If the NSW laws remain intact, this will only highlight the narrow basis of the Totani ruling. The judges found no constitutional barrier to the use of secret evidence. They relied on the High Court’s unanimous 2009 judgment in K-Generation, which said secret “criminal intelligence” was legitimate in civil proceedings. As the WSWS commented at the time, the use of secret evidence allows for the unchecked victimisation and persecution of individuals and groups, laying the basis for authoritarian forms of rule.
In Totani, the court also reaffirmed its 2007 ruling in Thomas v Mowbray that a control order could be imposed on an individual without any finding of criminal guilt, as long as a court had a role in determining whether the order should be made. The SA control order regime was ruled invalid because it was mandatory for a court to issue an order. According to this logic, the court could find a revamped SA scheme valid, so long as some role was given to a court.

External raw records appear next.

//! Market-zone identifiers.

use std::fmt;

use serde::{Deserialize, Serialize};
use thiserror::Error;

/// Errors from region identifier construction.
#[derive(Error, Debug, Clone, PartialEq, Eq)]
pub enum RegionError {
    /// The identifier was empty after trimming.
    #[error("Region identifier is empty")]
    Empty,

    /// The identifier contains a character that would corrupt tabular output.
    #[error("Region identifier {id:?} contains invalid character {ch:?}")]
    InvalidCharacter {
        /// The offending identifier.
        id: String,
        /// The first invalid character found.
        ch: char,
    },
}

/// A validated market-zone identifier (e.g. `"NSW1"`, `"NORTH"`).
///
/// Regions form the partition key of every table in a run: historical
/// records, forecasts and deltas are all grouped and sorted by region
/// first. The identifier is kept exactly as supplied (no case folding)
/// but must be non-empty and free of whitespace, commas and control
/// characters so it can round-trip through CSV keys unquoted.
///
/// # Examples
/// ```
/// use forecast_core::types::Region;
///
/// let r = Region::new("NSW1").unwrap();
/// assert_eq!(r.as_str(), "NSW1");
/// assert!(Region::new("  ").is_err());
/// assert!(Region::new("A,B").is_err());
/// ```
#[derive(Debug, Clone, PartialEq, Eq, PartialOrd, Ord, Hash, Serialize, Deserialize)]
#[serde(transparent)]
pub struct Region(String);

impl Region {
    /// Creates a validated region identifier.
    ///
    /// # Errors
    ///
    /// Returns [`RegionError::Empty`] for an empty or all-whitespace
    /// identifier, and [`RegionError::InvalidCharacter`] if it contains
    /// whitespace, a comma or a control character.
    pub fn new(id: impl Into<String>) -> Result<Self, RegionError> {
        let id = id.into();
        let trimmed = id.trim();
        if trimmed.is_empty() {
            return Err(RegionError::Empty);
        }
        if let Some(ch) = trimmed
            .chars()
            .find(|c| c.is_whitespace() || *c == ',' || c.is_control())
        {
            return Err(RegionError::InvalidCharacter {
                id: id.clone(),
                ch,
            });
        }
        Ok(Self(trimmed.to_string()))
    }

    /// Returns the identifier as a string slice.
    #[inline]
    pub fn as_str(&self) -> &str {
        &self.0
    }
}

impl fmt::Display for Region {
    fn fmt(&self, f: &mut fmt::Formatter<'_>) -> fmt::Result {
        f.write_str(&self.0)
    }
}

impl AsRef<str> for Region {
    fn as_ref(&self) -> &str {
        &self.0
    }
}

#[cfg(test)]
mod tests {
    use super::*;

    #[test]
    fn test_valid_region() {
        let r = Region::new("QLD1").unwrap();
        assert_eq!(r.as_str(), "QLD1");
        assert_eq!(format!("{}", r), "QLD1");
    }

    #[test]
    fn test_trims_surrounding_whitespace() {
        let r = Region::new(" VIC1 ").unwrap();
        assert_eq!(r.as_str(), "VIC1");
    }

    #[test]
    fn test_empty_rejected() {
        assert_eq!(Region::new(""), Err(RegionError::Empty));
        assert_eq!(Region::new("   "), Err(RegionError::Empty));
    }

    #[test]
    fn test_interior_whitespace_rejected() {
        assert!(matches!(
            Region::new("NEW SOUTH"),
            Err(RegionError::InvalidCharacter { ch: ' ', .. })
        ));
    }

    #[test]
    fn test_comma_rejected() {
        assert!(matches!(
            Region::new("A,B"),
            Err(RegionError::InvalidCharacter { ch: ',', .. })
        ));
    }

    #[test]
    fn test_ordering_is_lexicographic() {
        let a = Region::new("NSW1").unwrap();
        let b = Region::new("QLD1").unwrap();
        assert!(a < b);
    }
}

Justice Dyson Heydon’s dissenting judgment was notable for its open support for executive power. He asserted that the “primary duty” of a government seeking to foster the “rule of law” was to preserve personal safety and “the government itself” from “criminal violence and other criminal activities”. Heydon defended the power of the SA attorney general to unilaterally determine someone’s criminality. “If members associate for the purpose of organising, planning or engaging in serious criminal activity,” he stated, it would not be difficult for the attorney general “to infer that they are guilty of conspiracy to commit offences”. Furthermore, “a declared organisation is, to put it shortly, a criminal gang,” he said.
Another part of the SA legislation, not challenged in the Totani proceedings—and which therefore remains in force—makes it an offence for any person to associate with a member of a declared organisation six times or more in a 12-month period. There are narrow exceptions, such as for close family members. Someone can be jailed for five years under this section, regardless of whether their contact with a member of an outlawed group had anything to do with the organisation or any “serious criminal activity”. This is a potentially far-reaching provision that also seriously erodes basic legal and democratic rights.
On the whole, the High Court’s ruling provides a relatively minor obstacle to the rolling out of authoritarian, anti-organisation laws across Australia, which can be used against a wide range of individuals, and for political purposes.